Value of Pharma M&A Doubled in 2016
06.01.2017 -
Pharmaceutical companies paid twice as much for acquisitions in 2016 than a year earlier, according to an analysis of the 316 drugs-sector deals of the past three years carried out for the newspaper Financial Times (FT). London-based pharma consultancy Novasecta stressed that cheap credit and the need to secure a pipeline of new drugs inflated the value of deals.
The median value of the 2016 transactions was 39 times the revenue of the acquired company, compared with 19 times a year earlier and eight times in 2014, Novasecta found. While the number of deals concluded last year fell to 78 from 86 in 2015, the median value almost doubled to $1.97 billion. Not only has the value of transactions increased, the consultants remarked. Buyers are having to pay much more for companies to build sales and take on greater risk.
Novasecta’s figures point to fewer deals at the lower end of the market. Some $1.3 billion was spent on acquisitions worth $20-100 million, compared with $1.9 billion in 2015. The value of M&A transactions worth $100 million to $1 billion fell sharply from $15.8 billion in 2015 to just under $9 billion in 2016. For the largest deals, by contrast, acquisition costs soared. Altogether, $144 billion was spent on buys worth more than $1 billion, compared with $117 billion in 2015.

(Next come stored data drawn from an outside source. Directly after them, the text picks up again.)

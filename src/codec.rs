//! Frame codec: turns logical frames into packets and back for one protocol
//! revision and one key.
//!
//! The per-revision rules (version header placement, padding, integrity
//! algorithm) are chosen once, when the codec is built, as a [`Scheme`].

use crate::crypto::{TuyaCipher, decrypt_with_fallback, legacy_payload_tag, pad_block};
use crate::error::{Result, TuyaError};
use crate::protocol::{
    CommandType, TuyaMessage, VERSION_HEADER_LEN, Version, pack_message, split_packets,
    unpack_message,
};
use base64::{Engine as _, engine::general_purpose};
use byteorder::{BigEndian, ByteOrder};
use log::debug;

/// Encoding rules for a group of protocol revisions.
#[derive(Debug, Clone, Copy, PartialEq, Eq)]
pub enum Scheme {
    /// 3.1 and 3.2: only `Control` payloads are encrypted, base64 encoded and
    /// tagged with an MD5 digest. CRC-32 integrity.
    Legacy,
    /// 3.3: every payload is encrypted; versioned commands carry the version
    /// header in the clear ahead of the ciphertext. CRC-32 integrity.
    Ecb,
    /// 3.4: the version header is encrypted along with the payload, which is
    /// block padded by the caller. HMAC-SHA256 integrity.
    Hmac,
}

impl Scheme {
    pub fn for_version(version: Version) -> Self {
        match version {
            Version::V3_1 | Version::V3_2 => Scheme::Legacy,
            Version::V3_3 => Scheme::Ecb,
            Version::V3_4 => Scheme::Hmac,
        }
    }
}

/// Encoder/decoder bound to a revision and a key.
///
/// A 3.4 connection replaces its codec once the session key is known; the codec
/// itself never changes key.
#[derive(Clone)]
pub struct FrameCodec {
    version: Version,
    scheme: Scheme,
    cipher: TuyaCipher,
    fallback: Option<TuyaCipher>,
}

impl std::fmt::Debug for FrameCodec {
    fn fmt(&self, f: &mut std::fmt::Formatter<'_>) -> std::fmt::Result {
        f.debug_struct("FrameCodec")
            .field("version", &self.version)
            .field("scheme", &self.scheme)
            .field("fallback", &self.fallback.is_some())
            .finish_non_exhaustive()
    }
}

impl FrameCodec {
    pub fn new(version: Version, key: &[u8]) -> Result<Self> {
        Ok(Self {
            version,
            scheme: Scheme::for_version(version),
            cipher: TuyaCipher::new(key)?,
            fallback: None,
        })
    }

    /// Key to retry with when decryption under the primary key fails.
    pub fn with_fallback_key(mut self, key: &[u8]) -> Result<Self> {
        self.fallback = Some(TuyaCipher::new(key)?);
        Ok(self)
    }

    pub fn version(&self) -> Version {
        self.version
    }

    pub fn scheme(&self) -> Scheme {
        self.scheme
    }

    pub fn key(&self) -> &[u8] {
        self.cipher.key()
    }

    fn version_header(&self) -> Vec<u8> {
        let mut header = Vec::with_capacity(VERSION_HEADER_LEN);
        header.extend_from_slice(self.version.as_bytes());
        header.resize(VERSION_HEADER_LEN, 0);
        header
    }

    fn hmac_key(&self, cmd: u32) -> Option<&[u8]> {
        (self.scheme == Scheme::Hmac && !CommandType::is_discovery_code(cmd))
            .then_some(&self.cipher.key()[..])
    }

    /// Encode a frame into a packet.
    pub fn encode(&self, msg: &TuyaMessage) -> Result<Vec<u8>> {
        if msg.version != self.version {
            return Err(TuyaError::UnsupportedVersion(format!(
                "{} (codec is {})",
                msg.version, self.version
            )));
        }

        let versioned = CommandType::is_versioned_code(msg.cmd);
        let body = match self.scheme {
            Scheme::Hmac => {
                let mut plain = if versioned {
                    self.version_header()
                } else {
                    Vec::with_capacity(msg.payload.len())
                };
                plain.extend_from_slice(&msg.payload);
                self.cipher.encrypt(&pad_block(&plain), false)?
            }
            Scheme::Ecb => {
                let encrypted = self.cipher.encrypt(&msg.payload, true)?;
                if versioned {
                    let mut body = self.version_header();
                    body.extend_from_slice(&encrypted);
                    body
                } else {
                    encrypted
                }
            }
            Scheme::Legacy if msg.cmd == CommandType::Control as u32 => {
                let encrypted = self.cipher.encrypt(&msg.payload, true)?;
                let b64 = general_purpose::STANDARD.encode(encrypted);
                let tag = legacy_payload_tag(&b64, self.version, self.cipher.key());
                format!("{}{}{}", self.version, tag, b64).into_bytes()
            }
            Scheme::Legacy => msg.payload.clone(),
        };

        let wire = TuyaMessage {
            version: msg.version,
            seqno: msg.seqno,
            cmd: msg.cmd,
            retcode: msg.retcode,
            payload: body,
        };
        let packet = pack_message(&wire, self.hmac_key(msg.cmd))?;
        debug!(
            "Encoded cmd=0x{:02X} seq={:?} ({} bytes): {}",
            msg.cmd,
            msg.seqno,
            packet.len(),
            hex::encode(&packet)
        );
        Ok(packet)
    }

    /// Decode exactly one packet.
    pub fn decode(&self, packet: &[u8]) -> Result<TuyaMessage> {
        let cmd = packet.get(8..12).map(BigEndian::read_u32).unwrap_or_default();
        let mut msg = unpack_message(packet, self.version, self.hmac_key(cmd))?;

        if !msg.payload.is_empty()
            && (self.version >= Version::V3_3 || msg.payload.starts_with(self.version.as_bytes()))
        {
            msg.payload = self.decrypt_payload(&msg, packet)?;
        }

        debug!(
            "Decoded cmd=0x{:02X} seq={:?} retcode={:?}: {}",
            msg.cmd,
            msg.seqno,
            msg.retcode,
            String::from_utf8_lossy(&msg.payload)
        );
        Ok(msg)
    }

    fn decrypt_payload(&self, msg: &TuyaMessage, packet: &[u8]) -> Result<Vec<u8>> {
        match decrypt_with_fallback(&self.cipher, self.fallback.as_ref(), &msg.payload, self.version)
        {
            Ok(mut plain) => {
                if self.version >= Version::V3_3
                    && plain.len() >= VERSION_HEADER_LEN
                    && plain.starts_with(self.version.as_bytes())
                {
                    plain.drain(..VERSION_HEADER_LEN);
                }
                Ok(plain)
            }
            Err(_) if self.scheme == Scheme::Ecb && msg.payload.first() == Some(&b'{') => {
                debug!("Accepting unencrypted JSON payload on cmd 0x{:02X}", msg.cmd);
                Ok(msg.payload.clone())
            }
            Err(_) => Err(TuyaError::UndecryptablePayload {
                cmd: msg.cmd,
                seqno: msg.seqno.unwrap_or_default(),
                raw: packet.to_vec(),
            }),
        }
    }

    /// Split a read buffer and decode every packet independently.
    pub fn decode_stream(&self, bytes: &[u8]) -> Vec<Result<TuyaMessage>> {
        split_packets(bytes)
            .into_iter()
            .map(|packet| self.decode(packet))
            .collect()
    }
}

#[cfg(test)]
mod tests {
    use super::*;
    use crate::protocol::HEADER_SIZE;

    const KEY: &[u8] = b"0123456789abcdef";

    fn control(version: Version, payload: &[u8]) -> TuyaMessage {
        TuyaMessage::new(version, CommandType::Control, payload).with_seqno(3)
    }

    #[test]
    fn scheme_is_chosen_from_version() {
        assert_eq!(Scheme::for_version(Version::V3_1), Scheme::Legacy);
        assert_eq!(Scheme::for_version(Version::V3_2), Scheme::Legacy);
        assert_eq!(Scheme::for_version(Version::V3_3), Scheme::Ecb);
        assert_eq!(Scheme::for_version(Version::V3_4), Scheme::Hmac);
    }

    #[test]
    fn rejects_frames_of_another_version() {
        let codec = FrameCodec::new(Version::V3_3, KEY).unwrap();
        let err = codec.encode(&control(Version::V3_4, b"{}")).unwrap_err();
        assert!(matches!(err, TuyaError::UnsupportedVersion(_)));
    }

    #[test]
    fn ecb_puts_version_header_in_the_clear() {
        let codec = FrameCodec::new(Version::V3_3, KEY).unwrap();
        let packet = codec.encode(&control(Version::V3_3, b"{\"dps\":{}}")).unwrap();

        let body = &packet[HEADER_SIZE..packet.len() - 8];
        assert_eq!(&body[..3], b"3.3");
        assert!(body[3..VERSION_HEADER_LEN].iter().all(|&b| b == 0));
        assert_eq!((body.len() - VERSION_HEADER_LEN) % 16, 0);
    }

    #[test]
    fn hmac_hides_version_header_inside_ciphertext() {
        let codec = FrameCodec::new(Version::V3_4, KEY).unwrap();
        let packet = codec.encode(&control(Version::V3_4, b"{\"dps\":{}}")).unwrap();

        let body = &packet[HEADER_SIZE..packet.len() - 36];
        assert_eq!(body.len() % 16, 0);
        let inner = TuyaCipher::new(KEY).unwrap().decrypt_raw(body).unwrap();
        assert_eq!(&inner[..3], b"3.4");
        assert_eq!(&inner[VERSION_HEADER_LEN..], b"{\"dps\":{}}");
    }

    #[test]
    fn legacy_control_is_tagged_base64() {
        let codec = FrameCodec::new(Version::V3_1, KEY).unwrap();
        let packet = codec.encode(&control(Version::V3_1, b"{\"dps\":{\"1\":true}}")).unwrap();
        let body = &packet[HEADER_SIZE..packet.len() - 8];
        assert_eq!(&body[..3], b"3.1");
        assert!(body[3..19].iter().all(|b| b.is_ascii_hexdigit()));

        let decoded = codec.decode(&packet).unwrap();
        assert_eq!(decoded.payload, b"{\"dps\":{\"1\":true}}");
    }

    #[test]
    fn legacy_query_travels_in_plaintext() {
        let codec = FrameCodec::new(Version::V3_1, KEY).unwrap();
        let msg = TuyaMessage::new(Version::V3_1, CommandType::DpQuery, b"{\"gwId\":\"x\"}".to_vec());
        let packet = codec.encode(&msg).unwrap();
        assert_eq!(&packet[HEADER_SIZE..HEADER_SIZE + 12], b"{\"gwId\":\"x\"}");
    }

    #[test]
    fn pushed_status_with_filled_header_decodes() {
        let mut body = b"3.3".to_vec();
        body.extend_from_slice(&[0, 0, 0, 0, 0, 0, 0, 1, 0xea, 0x1d, 0, 0]);
        body.extend_from_slice(
            &TuyaCipher::new(KEY)
                .unwrap()
                .encrypt(b"{\"dps\":{\"1\":true}}", true)
                .unwrap(),
        );
        let wire = TuyaMessage::new(Version::V3_3, CommandType::Status, body)
            .with_seqno(3)
            .with_retcode(0);
        let packet = pack_message(&wire, None).unwrap();

        let codec = FrameCodec::new(Version::V3_3, KEY).unwrap();
        let msg = codec.decode(&packet).unwrap();
        assert_eq!(msg.seqno, Some(3));
        assert_eq!(msg.payload, b"{\"dps\":{\"1\":true}}");
    }

    #[test]
    fn unencrypted_json_is_accepted_at_3_3() {
        let plain = TuyaMessage::new(Version::V3_3, CommandType::Status, b"{\"dps\":{\"1\":1}}".to_vec())
            .with_seqno(1);
        let packet = pack_message(&plain, None).unwrap();

        let codec = FrameCodec::new(Version::V3_3, KEY).unwrap();
        assert_eq!(codec.decode(&packet).unwrap().payload, b"{\"dps\":{\"1\":1}}");
    }

    #[test]
    fn undecryptable_payload_reports_context() {
        let other = FrameCodec::new(Version::V3_3, b"fedcba9876543210").unwrap();
        let packet = other
            .encode(&TuyaMessage::new(Version::V3_3, CommandType::Status, vec![b'x'; 40]).with_seqno(9))
            .unwrap();

        let codec = FrameCodec::new(Version::V3_3, KEY).unwrap();
        match codec.decode(&packet) {
            Err(TuyaError::UndecryptablePayload { cmd, seqno, raw }) => {
                assert_eq!(cmd, CommandType::Status as u32);
                assert_eq!(seqno, 9);
                assert_eq!(raw, packet);
            }
            // A wrong key occasionally unpads cleanly; it must still not
            // reproduce the plaintext.
            Ok(msg) => assert_ne!(msg.payload, vec![b'x'; 40]),
            Err(other) => panic!("unexpected error: {other:?}"),
        }
    }

    #[test]
    fn fallback_key_decodes_foreign_packets() {
        let universal = crate::crypto::md5(b"yGAdlopoPVldABfn");
        let sender = FrameCodec::new(Version::V3_3, &universal).unwrap();
        let packet = sender
            .encode(&TuyaMessage::new(Version::V3_3, CommandType::UdpNew, b"{\"ip\":\"1.2.3.4\"}".to_vec()))
            .unwrap();

        let codec = FrameCodec::new(Version::V3_3, KEY)
            .unwrap()
            .with_fallback_key(&universal)
            .unwrap();
        assert_eq!(codec.decode(&packet).unwrap().payload, b"{\"ip\":\"1.2.3.4\"}");
    }

    #[test]
    fn discovery_commands_stay_crc_framed_at_3_4() {
        let codec = FrameCodec::new(Version::V3_4, KEY).unwrap();
        let msg = TuyaMessage::new(Version::V3_4, CommandType::UdpNew, b"{}".to_vec());
        let packet = codec.encode(&msg).unwrap();
        // Version header and payload pad out to two blocks, then the CRC trailer.
        assert_eq!(packet.len(), HEADER_SIZE + 32 + 8);
        assert_eq!(codec.decode(&packet).unwrap().payload, b"{}");
    }

    #[test]
    fn decode_stream_isolates_bad_packets() {
        let codec = FrameCodec::new(Version::V3_3, KEY).unwrap();
        let good = codec.encode(&control(Version::V3_3, b"{\"a\":1}")).unwrap();
        let mut bad = good.clone();
        bad[20] ^= 0x55;

        let mut buf = bad;
        buf.extend_from_slice(&good);
        let results = codec.decode_stream(&buf);
        assert_eq!(results.len(), 2);
        assert!(results[0].as_ref().unwrap_err().is_integrity());
        assert_eq!(results[1].as_ref().unwrap().payload, b"{\"a\":1}");
    }
}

John Rountree, partner at the consultancy, told the FT that many deals may be overvalued. “People are taking more risk and paying for hope – they are paying for growth that cannot be assured,” he said. “The companies now being acquired cannot on average be worth twice as much as they were only five years ago.”
While suggesting that in 2016 political uncertainty and pressure from pharmacy benefit managers in the US as well as competition from generic drug manufacturer held up the M&A process, the consultants said they believe it will accelerate in 2017 as the search for new drugs intensifies.
The FT recalls a recent remark by Pfizer CEO Ian Read, that “the whole industry is on pause,” delaying investment decisions until the new US president takes office on Jan. 21. Trump’s tax-cutting plan would allow US companies to repatriate tens of billions of dollars of cash held overseas and boost their firepower to pursue deals in the US, the newspaper said.